We aren’t hopeless when it comes to blue light exposure. First of all, blue light isn’t all bad. Blue-turquoise light is needed for color perception, it helps to regulate the circadian rhythm, and is important for the pupillary reflex. Secondly, research is taking place to develop blue light filters that filter out the bad blue, yet keep the good blue. Ophthalmic lenses manufacturer Essilor and Paris Vision Institute teamed up in 2008 to find out about which bands of visible light are harmful to the human eye and they found that the blue-violet causes the most retinal cell death. So, they worked to find a light filter or lens that blocks UV and blue-violet light, but lets in the blue-turquoise light. They used Light Scan™, a patented technology for this work. It filters out the harmful light but allows the good light to pass through a lens. In addition, there is no color distortion and there is excellent color clarity.

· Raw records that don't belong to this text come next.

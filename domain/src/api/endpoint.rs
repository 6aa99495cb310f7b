//! Endpoint resolution for both provider families
//!
//! All functions are pure. A blank input falls back to the provider's
//! built-in default URL; an input without a scheme is read as `https://`.
//! Inputs that still do not parse as an http(s) URL fail with
//! [`ApiErrorKind::InvalidUrl`](super::error::ApiErrorKind::InvalidUrl).

use super::error::ApiError;
use url::Url;

pub const OPENAI_DEFAULT_CHAT_URL: &str = "https://api.openai.com/v1/chat/completions";
pub const OPENAI_DEFAULT_MODEL: &str = "gpt-4o-mini";
pub const GEMINI_DEFAULT_BASE_URL: &str = "https://generativelanguage.googleapis.com/v1beta";
pub const GEMINI_DEFAULT_MODEL: &str = "gemini-2.5-flash";

fn parse_or_default(input: &str, default_url: &str) -> Result<Url, ApiError> {
    let trimmed = input.trim();
    let candidate = if trimmed.is_empty() {
        default_url.to_string()
    } else if trimmed.contains("://") {
        trimmed.to_string()
    } else {
        format!("https://{trimmed}")
    };

    let url = Url::parse(&candidate).map_err(|e| ApiError::invalid_url(format!("{trimmed}: {e}")))?;
    match url.scheme() {
        "http" | "https" => Ok(url),
        other => Err(ApiError::invalid_url(format!(
            "{trimmed}: unsupported scheme '{other}'"
        ))),
    }
}

fn trimmed_path(url: &Url) -> String {
    url.path().trim_end_matches('/').to_string()
}

fn openai_chat_url(input: &str) -> Result<Url, ApiError> {
    let mut url = parse_or_default(input, OPENAI_DEFAULT_CHAT_URL)?;
    let path = trimmed_path(&url);

    if path.is_empty() {
        url.set_path("/v1/chat/completions");
    } else if path.ends_with("/chat/completions") {
        // already a chat endpoint
    } else if let Some(prefix) = path.strip_suffix("/models") {
        url.set_path(&format!("{prefix}/chat/completions"));
    } else if path.ends_with("/v1") {
        url.set_path(&format!("{path}/chat/completions"));
    }
    // Any other custom path is a gateway deployment's own route: kept as-is.

    Ok(url)
}

/// Chat-completions endpoint for an OpenAI-compatible base URL.
///
/// ```
/// use schatphone_domain::api::endpoint::to_openai_chat_url;
///
/// assert_eq!(
///     to_openai_chat_url("https://host/api/v1/models").unwrap(),
///     "https://host/api/v1/chat/completions"
/// );
/// ```
pub fn to_openai_chat_url(input: &str) -> Result<String, ApiError> {
    openai_chat_url(input).map(String::from)
}

/// Model-listing endpoint derived from the chat endpoint.
pub fn to_openai_models_url(input: &str) -> Result<String, ApiError> {
    let mut url = openai_chat_url(input)?;
    let path = trimmed_path(&url);

    if let Some(prefix) = path.strip_suffix("/chat/completions") {
        url.set_path(&format!("{prefix}/models"));
    } else if let Some(prefix) = path.strip_suffix("/completions") {
        url.set_path(&format!("{prefix}/models"));
    } else if path.ends_with("/v1") {
        url.set_path(&format!("{path}/models"));
    } else {
        url.set_path("/v1/models");
    }

    Ok(url.into())
}

fn gemini_version_base_url(input: &str) -> Result<Url, ApiError> {
    let mut url = parse_or_default(input, GEMINI_DEFAULT_BASE_URL)?;
    let path = url.path().to_lowercase();

    let version = if path.contains("/v1beta") {
        "/v1beta"
    } else if path.contains("/v1") {
        "/v1"
    } else {
        "/v1beta"
    };
    url.set_path(version);
    url.set_query(None);
    url.set_fragment(None);

    Ok(url)
}

/// `{scheme}://{host}/v1beta` or `/v1`, without query string or trailing slash.
pub fn to_gemini_version_base_url(input: &str) -> Result<String, ApiError> {
    let url = gemini_version_base_url(input)?;
    Ok(url.as_str().trim_end_matches('/').to_string())
}

/// Model id without a `models/` prefix; the built-in default when blank.
pub fn normalize_gemini_model_name(name: &str) -> String {
    let trimmed = name.trim();
    let bare = trimmed.strip_prefix("models/").unwrap_or(trimmed);
    if bare.is_empty() {
        GEMINI_DEFAULT_MODEL.to_string()
    } else {
        bare.to_string()
    }
}

/// Model-listing endpoint for Gemini (the key is added as a query parameter
/// by the caller).
pub fn to_gemini_models_url(input: &str) -> Result<String, ApiError> {
    Ok(format!("{}/models", to_gemini_version_base_url(input)?))
}

/// `{versionBaseUrl}/models/{model}:generateContent`. The model name is
/// percent-encoded on its own, so a `:` or `/` inside it cannot be mistaken
/// for the action suffix or a path separator.
pub fn to_gemini_generate_url(input: &str, model: &str) -> Result<String, ApiError> {
    let mut url = gemini_version_base_url(input)?;
    let model = normalize_gemini_model_name(model);
    let path = format!(
        "{}/models/{}:generateContent",
        url.path().trim_end_matches('/'),
        urlencoding::encode(&model)
    );
    url.set_path(&path);
    Ok(url.into())
}
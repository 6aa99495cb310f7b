//! AI provider domain.
//!
//! - [`kind::ApiKind`]: which backend protocol a configured URL targets
//! - [`endpoint`]: canonical endpoint derivation per provider kind
//! - [`error::ApiError`]: the closed error taxonomy and its UI messages
//! - [`settings::Settings`]: the user's API settings consumed by the gateway
//! - [`message::ChatMessage`]: a provider-agnostic conversation turn

pub mod endpoint;
pub mod error;
pub mod kind;
pub mod message;
pub mod settings;
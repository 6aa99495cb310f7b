//! Application-level configuration.
//!
//! - [`GatewayParams`]: generation settings and request deadlines

pub mod gateway_params;

pub use gateway_params::GatewayParams;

The lens also provides front and back protection. The front deflects the UV light and 20 percent of the blue-violet light. The back protects against reflective glare. This type of technology can be used by those who have a family history of macular degeneration, as well as frequent users of computers and digital devices. Since computer and digital devices aren’t going away, using filters like this may help to reduce incidents of macular degeneration and improve vision health outcomes.